----- DATA SUPPLIED -----

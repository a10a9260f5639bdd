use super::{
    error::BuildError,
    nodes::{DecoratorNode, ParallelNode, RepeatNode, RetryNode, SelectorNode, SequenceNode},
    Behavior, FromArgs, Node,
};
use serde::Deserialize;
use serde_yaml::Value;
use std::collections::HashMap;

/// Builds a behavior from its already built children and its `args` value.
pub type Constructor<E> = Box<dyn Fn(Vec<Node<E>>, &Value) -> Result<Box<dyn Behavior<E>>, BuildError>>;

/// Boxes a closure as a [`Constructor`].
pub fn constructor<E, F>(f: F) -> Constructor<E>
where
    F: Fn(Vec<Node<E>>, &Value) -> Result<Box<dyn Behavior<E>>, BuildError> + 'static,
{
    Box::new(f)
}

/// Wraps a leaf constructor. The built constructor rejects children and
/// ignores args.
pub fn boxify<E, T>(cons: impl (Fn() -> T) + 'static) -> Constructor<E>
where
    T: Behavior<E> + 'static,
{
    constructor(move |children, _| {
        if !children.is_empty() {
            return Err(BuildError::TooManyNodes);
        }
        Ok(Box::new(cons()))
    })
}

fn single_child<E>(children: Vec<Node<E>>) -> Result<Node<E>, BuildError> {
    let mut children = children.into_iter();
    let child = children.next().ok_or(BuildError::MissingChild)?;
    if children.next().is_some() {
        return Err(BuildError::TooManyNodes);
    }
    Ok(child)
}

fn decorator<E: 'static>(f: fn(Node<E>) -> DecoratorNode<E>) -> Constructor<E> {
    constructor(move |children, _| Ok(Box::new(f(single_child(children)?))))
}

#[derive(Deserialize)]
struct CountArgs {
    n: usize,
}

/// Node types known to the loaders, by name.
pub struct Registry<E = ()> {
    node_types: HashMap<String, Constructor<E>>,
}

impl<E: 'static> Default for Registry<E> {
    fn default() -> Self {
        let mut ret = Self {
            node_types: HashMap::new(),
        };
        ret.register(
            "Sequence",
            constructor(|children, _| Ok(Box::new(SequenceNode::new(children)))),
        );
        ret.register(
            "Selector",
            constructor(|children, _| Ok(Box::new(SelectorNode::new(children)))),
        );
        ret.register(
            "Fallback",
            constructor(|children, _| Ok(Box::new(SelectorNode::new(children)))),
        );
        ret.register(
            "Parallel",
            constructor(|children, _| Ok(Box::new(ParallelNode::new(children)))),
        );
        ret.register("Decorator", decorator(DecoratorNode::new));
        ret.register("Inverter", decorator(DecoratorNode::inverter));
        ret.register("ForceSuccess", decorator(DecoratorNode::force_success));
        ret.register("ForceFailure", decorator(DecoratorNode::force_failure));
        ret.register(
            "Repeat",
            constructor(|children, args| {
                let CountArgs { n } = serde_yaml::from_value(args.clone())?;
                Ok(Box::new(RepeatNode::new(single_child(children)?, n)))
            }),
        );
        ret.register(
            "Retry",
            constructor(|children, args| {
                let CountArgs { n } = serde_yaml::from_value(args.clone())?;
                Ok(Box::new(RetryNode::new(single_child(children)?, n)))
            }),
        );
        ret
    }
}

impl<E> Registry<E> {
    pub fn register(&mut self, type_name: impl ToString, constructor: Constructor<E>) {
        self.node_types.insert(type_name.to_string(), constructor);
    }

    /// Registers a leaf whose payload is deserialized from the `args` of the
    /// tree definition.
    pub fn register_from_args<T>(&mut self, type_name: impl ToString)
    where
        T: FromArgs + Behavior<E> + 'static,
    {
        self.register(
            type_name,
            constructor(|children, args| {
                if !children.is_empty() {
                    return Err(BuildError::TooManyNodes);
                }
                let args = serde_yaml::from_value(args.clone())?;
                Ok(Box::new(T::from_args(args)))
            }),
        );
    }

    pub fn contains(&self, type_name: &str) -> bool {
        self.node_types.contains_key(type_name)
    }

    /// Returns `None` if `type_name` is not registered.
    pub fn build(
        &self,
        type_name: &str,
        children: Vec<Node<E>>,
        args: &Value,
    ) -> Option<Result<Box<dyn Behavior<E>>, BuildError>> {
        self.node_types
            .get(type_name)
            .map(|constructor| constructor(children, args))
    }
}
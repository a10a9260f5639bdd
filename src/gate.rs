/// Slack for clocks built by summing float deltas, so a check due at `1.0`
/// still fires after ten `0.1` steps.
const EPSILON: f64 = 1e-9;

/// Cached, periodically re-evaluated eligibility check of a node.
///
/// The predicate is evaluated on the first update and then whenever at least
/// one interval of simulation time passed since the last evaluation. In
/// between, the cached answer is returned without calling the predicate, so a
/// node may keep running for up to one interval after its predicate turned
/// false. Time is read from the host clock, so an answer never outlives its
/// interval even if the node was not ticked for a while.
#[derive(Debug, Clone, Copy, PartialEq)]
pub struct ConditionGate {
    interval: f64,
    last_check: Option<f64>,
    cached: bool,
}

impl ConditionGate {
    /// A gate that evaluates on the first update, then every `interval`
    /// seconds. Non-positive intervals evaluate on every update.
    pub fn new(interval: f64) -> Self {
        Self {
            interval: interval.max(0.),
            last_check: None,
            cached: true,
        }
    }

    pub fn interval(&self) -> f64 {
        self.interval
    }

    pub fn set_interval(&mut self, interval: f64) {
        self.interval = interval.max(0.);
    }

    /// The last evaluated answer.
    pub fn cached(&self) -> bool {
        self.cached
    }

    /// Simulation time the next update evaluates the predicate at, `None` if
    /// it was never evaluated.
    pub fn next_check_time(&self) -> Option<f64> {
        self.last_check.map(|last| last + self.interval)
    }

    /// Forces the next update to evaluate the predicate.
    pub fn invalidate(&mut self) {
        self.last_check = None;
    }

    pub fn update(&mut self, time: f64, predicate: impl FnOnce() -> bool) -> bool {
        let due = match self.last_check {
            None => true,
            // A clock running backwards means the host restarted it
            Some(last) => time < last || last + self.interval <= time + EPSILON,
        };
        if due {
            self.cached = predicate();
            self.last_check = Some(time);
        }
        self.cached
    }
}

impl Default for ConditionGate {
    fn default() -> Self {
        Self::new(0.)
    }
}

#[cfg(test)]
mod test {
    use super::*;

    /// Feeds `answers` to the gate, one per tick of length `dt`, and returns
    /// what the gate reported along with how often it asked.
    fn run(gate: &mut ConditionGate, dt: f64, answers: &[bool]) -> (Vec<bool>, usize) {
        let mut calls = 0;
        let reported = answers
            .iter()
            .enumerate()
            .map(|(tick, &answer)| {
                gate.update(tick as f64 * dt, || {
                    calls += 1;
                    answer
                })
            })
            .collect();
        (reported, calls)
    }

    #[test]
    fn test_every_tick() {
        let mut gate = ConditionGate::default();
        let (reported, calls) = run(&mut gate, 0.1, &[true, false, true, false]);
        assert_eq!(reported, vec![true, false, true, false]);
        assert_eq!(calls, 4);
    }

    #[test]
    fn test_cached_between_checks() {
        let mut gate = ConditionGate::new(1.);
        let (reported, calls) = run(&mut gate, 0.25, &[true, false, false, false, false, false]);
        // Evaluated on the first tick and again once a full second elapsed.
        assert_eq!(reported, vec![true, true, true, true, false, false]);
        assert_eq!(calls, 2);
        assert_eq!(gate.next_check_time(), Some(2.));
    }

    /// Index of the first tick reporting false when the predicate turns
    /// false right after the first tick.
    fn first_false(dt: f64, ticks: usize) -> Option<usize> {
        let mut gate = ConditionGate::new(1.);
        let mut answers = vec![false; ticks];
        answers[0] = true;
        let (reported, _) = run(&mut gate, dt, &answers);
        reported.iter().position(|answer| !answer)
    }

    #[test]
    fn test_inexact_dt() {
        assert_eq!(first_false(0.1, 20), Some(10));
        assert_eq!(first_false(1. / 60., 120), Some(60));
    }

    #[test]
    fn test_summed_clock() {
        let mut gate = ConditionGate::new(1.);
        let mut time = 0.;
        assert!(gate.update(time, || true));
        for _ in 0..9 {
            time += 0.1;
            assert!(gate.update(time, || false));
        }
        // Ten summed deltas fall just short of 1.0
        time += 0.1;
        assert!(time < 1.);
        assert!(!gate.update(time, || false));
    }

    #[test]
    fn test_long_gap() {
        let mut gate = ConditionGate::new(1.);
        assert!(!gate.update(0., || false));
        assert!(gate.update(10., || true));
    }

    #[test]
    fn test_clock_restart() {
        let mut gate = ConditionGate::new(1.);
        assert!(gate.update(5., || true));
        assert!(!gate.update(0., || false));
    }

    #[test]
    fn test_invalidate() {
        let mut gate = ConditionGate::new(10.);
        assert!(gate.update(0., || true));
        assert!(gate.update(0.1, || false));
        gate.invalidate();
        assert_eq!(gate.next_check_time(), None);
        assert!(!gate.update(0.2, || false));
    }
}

-----
----- DATA SUPPLIED -----

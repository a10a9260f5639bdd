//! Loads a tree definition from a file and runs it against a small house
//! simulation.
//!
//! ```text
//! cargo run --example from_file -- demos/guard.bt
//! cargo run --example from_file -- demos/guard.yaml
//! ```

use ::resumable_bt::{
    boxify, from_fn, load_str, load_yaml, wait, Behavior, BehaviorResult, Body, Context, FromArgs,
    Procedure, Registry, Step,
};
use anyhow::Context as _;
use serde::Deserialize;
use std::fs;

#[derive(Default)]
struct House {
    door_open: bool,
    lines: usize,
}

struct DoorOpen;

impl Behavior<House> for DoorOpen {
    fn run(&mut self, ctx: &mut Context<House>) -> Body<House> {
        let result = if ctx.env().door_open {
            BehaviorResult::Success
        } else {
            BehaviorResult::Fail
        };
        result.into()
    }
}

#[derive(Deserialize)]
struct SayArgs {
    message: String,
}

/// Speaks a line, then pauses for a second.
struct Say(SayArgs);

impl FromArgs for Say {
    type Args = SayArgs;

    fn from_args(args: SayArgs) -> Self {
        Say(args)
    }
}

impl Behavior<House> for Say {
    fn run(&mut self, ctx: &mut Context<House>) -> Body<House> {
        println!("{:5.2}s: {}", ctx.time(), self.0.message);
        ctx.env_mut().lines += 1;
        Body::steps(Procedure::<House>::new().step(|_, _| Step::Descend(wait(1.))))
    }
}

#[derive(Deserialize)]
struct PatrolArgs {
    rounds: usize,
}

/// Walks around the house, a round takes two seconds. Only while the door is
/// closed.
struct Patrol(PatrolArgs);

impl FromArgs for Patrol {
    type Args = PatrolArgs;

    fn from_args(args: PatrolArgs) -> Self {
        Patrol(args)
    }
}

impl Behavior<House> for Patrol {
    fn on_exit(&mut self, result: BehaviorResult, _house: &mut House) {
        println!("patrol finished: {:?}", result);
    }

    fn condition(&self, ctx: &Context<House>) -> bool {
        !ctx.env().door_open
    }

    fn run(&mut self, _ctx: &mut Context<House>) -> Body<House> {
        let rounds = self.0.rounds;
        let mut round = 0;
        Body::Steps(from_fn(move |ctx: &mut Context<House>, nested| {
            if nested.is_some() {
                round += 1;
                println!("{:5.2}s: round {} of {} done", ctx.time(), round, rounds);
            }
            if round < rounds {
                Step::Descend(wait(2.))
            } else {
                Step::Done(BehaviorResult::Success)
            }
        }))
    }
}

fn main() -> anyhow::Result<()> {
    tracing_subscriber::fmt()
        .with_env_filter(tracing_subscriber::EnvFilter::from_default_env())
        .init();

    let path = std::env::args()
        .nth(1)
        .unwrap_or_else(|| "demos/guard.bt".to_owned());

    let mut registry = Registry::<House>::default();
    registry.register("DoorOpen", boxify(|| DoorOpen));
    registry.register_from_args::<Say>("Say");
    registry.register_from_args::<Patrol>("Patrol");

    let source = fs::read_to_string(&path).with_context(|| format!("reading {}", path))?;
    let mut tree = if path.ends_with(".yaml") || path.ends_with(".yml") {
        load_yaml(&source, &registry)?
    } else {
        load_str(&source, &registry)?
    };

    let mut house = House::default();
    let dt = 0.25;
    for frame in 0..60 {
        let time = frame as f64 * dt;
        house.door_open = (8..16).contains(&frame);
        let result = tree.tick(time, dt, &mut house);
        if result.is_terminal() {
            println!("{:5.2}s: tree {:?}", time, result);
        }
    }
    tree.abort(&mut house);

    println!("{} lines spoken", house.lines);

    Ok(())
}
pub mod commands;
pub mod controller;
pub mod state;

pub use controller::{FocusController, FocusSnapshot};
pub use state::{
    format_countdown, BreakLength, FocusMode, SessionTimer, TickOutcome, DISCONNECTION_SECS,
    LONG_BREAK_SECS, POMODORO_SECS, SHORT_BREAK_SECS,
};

-----

Look through the entries above and list every line containing "None".

YOUR RESPONSE:
    /// Returns `None` if `type_name` is not registered.
            last_check: None,
    /// Simulation time the next update evaluates the predicate at, `None` if
        self.last_check = None;
            None => true,
        assert_eq!(gate.next_check_time(), None);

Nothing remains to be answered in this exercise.